◆ Aim of the exercise ◆
Your answer must be an exact copy of the listing below.

◆ Supplied entries ◆
// ABOUTME: HTTP handlers for execution lifecycle management
// ABOUTME: Start, inspect, append steps, model/command dispatch, confirmation, and recovery sweep

use crate::response::{ApiError, ApiResponse};
use crate::AppState;
use axum::extract::{Path, State};
use axum::http::StatusCode;
use axum::response::Json as ResponseJson;
use corral_budget::BudgetLedger;
use corral_executions::{
    AgentStep, ExecutionCreateInput, ExecutionState, ModelRequest, NewStep,
};
use serde::Deserialize;
use serde_json::json;
use tracing::info;

pub async fn start_execution(
    State(state): State<AppState>,
    ResponseJson(input): ResponseJson<ExecutionCreateInput>,
) -> Result<(StatusCode, ResponseJson<ApiResponse<ExecutionState>>), ApiError> {
    let execution = state.coordinator.start(input).await?;
    info!("Started execution {}", execution.id);
    Ok((StatusCode::CREATED, ResponseJson(ApiResponse::success(execution))))
}

pub async fn get_execution(
    State(state): State<AppState>,
    Path(execution_id): Path<String>,
) -> Result<ResponseJson<ApiResponse<ExecutionState>>, ApiError> {
    let execution = state.coordinator.get(&execution_id).await?;
    Ok(ResponseJson(ApiResponse::success(execution)))
}

pub async fn append_step(
    State(state): State<AppState>,
    Path(execution_id): Path<String>,
    ResponseJson(new_step): ResponseJson<NewStep>,
) -> Result<(StatusCode, ResponseJson<ApiResponse<AgentStep>>), ApiError> {
    let step = state.coordinator.append_step(&execution_id, new_step).await?;
    Ok((StatusCode::CREATED, ResponseJson(ApiResponse::success(step))))
}

pub async fn list_steps(
    State(state): State<AppState>,
    Path(execution_id): Path<String>,
) -> Result<ResponseJson<ApiResponse<Vec<AgentStep>>>, ApiError> {
    let steps = state.coordinator.steps(&execution_id).await?;
    Ok(ResponseJson(ApiResponse::success(steps)))
}

pub async fn run_model_call(
    State(state): State<AppState>,
    Path(execution_id): Path<String>,
    ResponseJson(request): ResponseJson<ModelRequest>,
) -> Result<ResponseJson<ApiResponse<serde_json::Value>>, ApiError> {
    let outcome = state.coordinator.run_model_call(&execution_id, request).await?;
    let body = match outcome {
        Some(response) => json!({ "response": response }),
        None => json!({ "pending": "confirmation" }),
    };
    Ok(ResponseJson(ApiResponse::success(body)))
}

#[derive(Deserialize)]
pub struct CommandRequest {
    pub command: Vec<String>,
    #[serde(default)]
    pub bypass_confirmation: bool,
}

pub async fn run_command(
    State(state): State<AppState>,
    Path(execution_id): Path<String>,
    ResponseJson(request): ResponseJson<CommandRequest>,
) -> Result<ResponseJson<ApiResponse<serde_json::Value>>, ApiError> {
    let outcome = state
        .coordinator
        .run_command(&execution_id, request.command, request.bypass_confirmation)
        .await?;
    let body = match outcome {
        Some(result) => json!({ "result": result }),
        None => json!({ "pending": "confirmation" }),
    };
    Ok(ResponseJson(ApiResponse::success(body)))
}

pub async fn confirm_execution(
    State(state): State<AppState>,
    Path(execution_id): Path<String>,
) -> Result<ResponseJson<ApiResponse<ExecutionState>>, ApiError> {
    let execution = state.coordinator.confirm(&execution_id).await?;
    Ok(ResponseJson(ApiResponse::success(execution)))
}

pub async fn reject_execution(
    State(state): State<AppState>,
    Path(execution_id): Path<String>,
) -> Result<ResponseJson<ApiResponse<ExecutionState>>, ApiError> {
    let execution = state.coordinator.reject(&execution_id).await?;
    Ok(ResponseJson(ApiResponse::success(execution)))
}

pub async fn cancel_execution(
    State(state): State<AppState>,
    Path(execution_id): Path<String>,
) -> Result<ResponseJson<ApiResponse<ExecutionState>>, ApiError> {
    let execution = state.coordinator.cancel(&execution_id).await?;
    Ok(ResponseJson(ApiResponse::success(execution)))
}

pub async fn complete_execution(
    State(state): State<AppState>,
    Path(execution_id): Path<String>,
) -> Result<ResponseJson<ApiResponse<ExecutionState>>, ApiError> {
    let execution = state.coordinator.complete(&execution_id).await?;
    Ok(ResponseJson(ApiResponse::success(execution)))
}

pub async fn recover_executions(
    State(state): State<AppState>,
) -> Result<ResponseJson<ApiResponse<serde_json::Value>>, ApiError> {
    let recovered = state.coordinator.recover().await?;
    Ok(ResponseJson(ApiResponse::success(json!({ "recovered": recovered }))))
}

pub async fn get_budget_ledger(
    State(state): State<AppState>,
    Path(project_id): Path<String>,
) -> Result<ResponseJson<ApiResponse<BudgetLedger>>, ApiError> {
    let ledger = state.budget.ledger(&project_id).await?;
    Ok(ResponseJson(ApiResponse::success(ledger)))
}
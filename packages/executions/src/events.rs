// ABOUTME: In-process publish/subscribe fan-out for execution steps
// ABOUTME: Synchronous registration-order delivery with typed unsubscribe tokens

use crate::types::AgentStep;
use std::collections::HashMap;
use std::sync::atomic::{AtomicU64, Ordering};
use std::sync::{Arc, Mutex, MutexGuard};
use tracing::warn;

pub type StepCallback = Arc<dyn Fn(&AgentStep) + Send + Sync>;

/// Capability returned by `subscribe`; consumed to unsubscribe
#[derive(Debug)]
pub struct SubscriptionToken {
    execution_id: String,
    id: u64,
}

type SubscriberMap = HashMap<String, Vec<(u64, StepCallback)>>;

#[derive(Default)]
pub struct EventBus {
    subscribers: Mutex<SubscriberMap>,
    next_id: AtomicU64,
}

impl EventBus {
    pub fn new() -> Self {
        Self::default()
    }

    pub fn subscribe(&self, execution_id: &str, callback: StepCallback) -> SubscriptionToken {
        let id = self.next_id.fetch_add(1, Ordering::Relaxed);
        let mut subs = self.lock_subscribers();
        subs.entry(execution_id.to_string())
            .or_default()
            .push((id, callback));
        SubscriptionToken {
            execution_id: execution_id.to_string(),
            id,
        }
    }

    /// Remove one subscription. Unknown tokens are a no-op; the entry for an
    /// execution is dropped once its last subscriber leaves.
    pub fn unsubscribe(&self, token: SubscriptionToken) {
        let mut subs = self.lock_subscribers();
        if let Some(list) = subs.get_mut(&token.execution_id) {
            list.retain(|(id, _)| *id != token.id);
            if list.is_empty() {
                subs.remove(&token.execution_id);
            }
        }
    }

    /// Deliver a step to the subscribers registered at call time, in
    /// registration order. Callbacks run outside the lock so they may
    /// subscribe or unsubscribe without deadlocking.
    pub fn emit(&self, execution_id: &str, step: &AgentStep) {
        let callbacks: Vec<StepCallback> = {
            let subs = self.lock_subscribers();
            subs.get(execution_id)
                .map(|list| list.iter().map(|(_, cb)| cb.clone()).collect())
                .unwrap_or_default()
        };
        for callback in callbacks {
            callback(step);
        }
    }

    pub fn subscriber_count(&self, execution_id: &str) -> usize {
        self.lock_subscribers()
            .get(execution_id)
            .map(|list| list.len())
            .unwrap_or(0)
    }

    pub fn tracked_execution_count(&self) -> usize {
        self.lock_subscribers().len()
    }

    fn lock_subscribers(&self) -> MutexGuard<'_, SubscriberMap> {
        self.subscribers.lock().unwrap_or_else(|poisoned| {
            warn!("Event bus lock was poisoned, recovering");
            poisoned.into_inner()
        })
    }
}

◆ Exercise solution ◆
// ABOUTME: HTTP handlers for execution lifecycle management
// ABOUTME: Start, inspect, append steps, model/command dispatch, confirmation, and recovery sweep

use crate::response::{ApiError, ApiResponse};
use crate::AppState;
use axum::extract::{Path, State};
use axum::http::StatusCode;
use axum::response::Json as ResponseJson;
use corral_budget::BudgetLedger;
use corral_executions::{
    AgentStep, ExecutionCreateInput, ExecutionState, ModelRequest, NewStep,
};
use serde::Deserialize;
use serde_json::json;
use tracing::info;

pub async fn start_execution(
    State(state): State<AppState>,
    ResponseJson(input): ResponseJson<ExecutionCreateInput>,
) -> Result<(StatusCode, ResponseJson<ApiResponse<ExecutionState>>), ApiError> {
    let execution = state.coordinator.start(input).await?;
    info!("Started execution {}", execution.id);
    Ok((StatusCode::CREATED, ResponseJson(ApiResponse::success(execution))))
}

pub async fn get_execution(
    State(state): State<AppState>,
    Path(execution_id): Path<String>,
) -> Result<ResponseJson<ApiResponse<ExecutionState>>, ApiError> {
    let execution = state.coordinator.get(&execution_id).await?;
    Ok(ResponseJson(ApiResponse::success(execution)))
}

pub async fn append_step(
    State(state): State<AppState>,
    Path(execution_id): Path<String>,
    ResponseJson(new_step): ResponseJson<NewStep>,
) -> Result<(StatusCode, ResponseJson<ApiResponse<AgentStep>>), ApiError> {
    let step = state.coordinator.append_step(&execution_id, new_step).await?;
    Ok((StatusCode::CREATED, ResponseJson(ApiResponse::success(step))))
}

pub async fn list_steps(
    State(state): State<AppState>,
    Path(execution_id): Path<String>,
) -> Result<ResponseJson<ApiResponse<Vec<AgentStep>>>, ApiError> {
    let steps = state.coordinator.steps(&execution_id).await?;
    Ok(ResponseJson(ApiResponse::success(steps)))
}

pub async fn run_model_call(
    State(state): State<AppState>,
    Path(execution_id): Path<String>,
    ResponseJson(request): ResponseJson<ModelRequest>,
) -> Result<ResponseJson<ApiResponse<serde_json::Value>>, ApiError> {
    let outcome = state.coordinator.run_model_call(&execution_id, request).await?;
    let body = match outcome {
        Some(response) => json!({ "response": response }),
        None => json!({ "pending": "confirmation" }),
    };
    Ok(ResponseJson(ApiResponse::success(body)))
}

#[derive(Deserialize)]
pub struct CommandRequest {
    pub command: Vec<String>,
    #[serde(default)]
    pub bypass_confirmation: bool,
}

pub async fn run_command(
    State(state): State<AppState>,
    Path(execution_id): Path<String>,
    ResponseJson(request): ResponseJson<CommandRequest>,
) -> Result<ResponseJson<ApiResponse<serde_json::Value>>, ApiError> {
    let outcome = state
        .coordinator
        .run_command(&execution_id, request.command, request.bypass_confirmation)
        .await?;
    let body = match outcome {
        Some(result) => json!({ "result": result }),
        None => json!({ "pending": "confirmation" }),
    };
    Ok(ResponseJson(ApiResponse::success(body)))
}

pub async fn confirm_execution(
    State(state): State<AppState>,
    Path(execution_id): Path<String>,
) -> Result<ResponseJson<ApiResponse<ExecutionState>>, ApiError> {
    let execution = state.coordinator.confirm(&execution_id).await?;
    Ok(ResponseJson(ApiResponse::success(execution)))
}

pub async fn reject_execution(
    State(state): State<AppState>,
    Path(execution_id): Path<String>,
) -> Result<ResponseJson<ApiResponse<ExecutionState>>, ApiError> {
    let execution = state.coordinator.reject(&execution_id).await?;
    Ok(ResponseJson(ApiResponse::success(execution)))
}

pub async fn cancel_execution(
    State(state): State<AppState>,
    Path(execution_id): Path<String>,
) -> Result<ResponseJson<ApiResponse<ExecutionState>>, ApiError> {
    let execution = state.coordinator.cancel(&execution_id).await?;
    Ok(ResponseJson(ApiResponse::success(execution)))
}

pub async fn complete_execution(
    State(state): State<AppState>,
    Path(execution_id): Path<String>,
) -> Result<ResponseJson<ApiResponse<ExecutionState>>, ApiError> {
    let execution = state.coordinator.complete(&execution_id).await?;
    Ok(ResponseJson(ApiResponse::success(execution)))
}

pub async fn recover_executions(
    State(state): State<AppState>,
) -> Result<ResponseJson<ApiResponse<serde_json::Value>>, ApiError> {
    let recovered = state.coordinator.recover().await?;
    Ok(ResponseJson(ApiResponse::success(json!({ "recovered": recovered }))))
}

pub async fn get_budget_ledger(
    State(state): State<AppState>,
    Path(project_id): Path<String>,
) -> Result<ResponseJson<ApiResponse<BudgetLedger>>, ApiError> {
    let ledger = state.budget.ledger(&project_id).await?;
    Ok(ResponseJson(ApiResponse::success(ledger)))
}
filename packages/executions/src/events.rs
// ABOUTME: In-process publish/subscribe fan-out for execution steps
// ABOUTME: Synchronous registration-order delivery with typed unsubscribe tokens

use crate::types::AgentStep;
use std::collections::HashMap;
use std::sync::atomic::{AtomicU64, Ordering};
use std::sync::{Arc, Mutex, MutexGuard};
use tracing::warn;

pub type StepCallback = Arc<dyn Fn(&AgentStep) + Send + Sync>;

/// Capability returned by `subscribe`; consumed to unsubscribe
#[derive(Debug)]
pub struct SubscriptionToken {
    execution_id: String,
    id: u64,
}

type SubscriberMap = HashMap<String, Vec<(u64, StepCallback)>>;

#[derive(Default)]
pub struct EventBus {
    subscribers: Mutex<SubscriberMap>,
    next_id: AtomicU64,
}

impl EventBus {
    pub fn new() -> Self {
        Self::default()
    }

    pub fn subscribe(&self, execution_id: &str, callback: StepCallback) -> SubscriptionToken {
        let id = self.next_id.fetch_add(1, Ordering::Relaxed);
        let mut subs = self.lock_subscribers();
        subs.entry(execution_id.to_string())
            .or_default()
            .push((id, callback));
        SubscriptionToken {
            execution_id: execution_id.to_string(),
            id,
        }
    }

    /// Remove one subscription. Unknown tokens are a no-op; the entry for an
    /// execution is dropped once its last subscriber leaves.
    pub fn unsubscribe(&self, token: SubscriptionToken) {
        let mut subs = self.lock_subscribers();
        if let Some(list) = subs.get_mut(&token.execution_id) {
            list.retain(|(id, _)| *id != token.id);
            if list.is_empty() {
                subs.remove(&token.execution_id);
            }
        }
    }

    /// Deliver a step to the subscribers registered at call time, in
    /// registration order. Callbacks run outside the lock so they may
    /// subscribe or unsubscribe without deadlocking.
    pub fn emit(&self, execution_id: &str, step: &AgentStep) {
        let callbacks: Vec<StepCallback> = {
            let subs = self.lock_subscribers();
            subs.get(execution_id)
                .map(|list| list.iter().map(|(_, cb)| cb.clone()).collect())
                .unwrap_or_default()
        };
        for callback in callbacks {
            callback(step);
        }
    }

    pub fn subscriber_count(&self, execution_id: &str) -> usize {
        self.lock_subscribers()
            .get(execution_id)
            .map(|list| list.len())
            .unwrap_or(0)
    }

    pub fn tracked_execution_count(&self) -> usize {
        self.lock_subscribers().len()
    }

    fn lock_subscribers(&self) -> MutexGuard<'_, SubscriberMap> {
        self.subscribers.lock().unwrap_or_else(|poisoned| {
            warn!("Event bus lock was poisoned, recovering");
            poisoned.into_inner()
        })
    }
}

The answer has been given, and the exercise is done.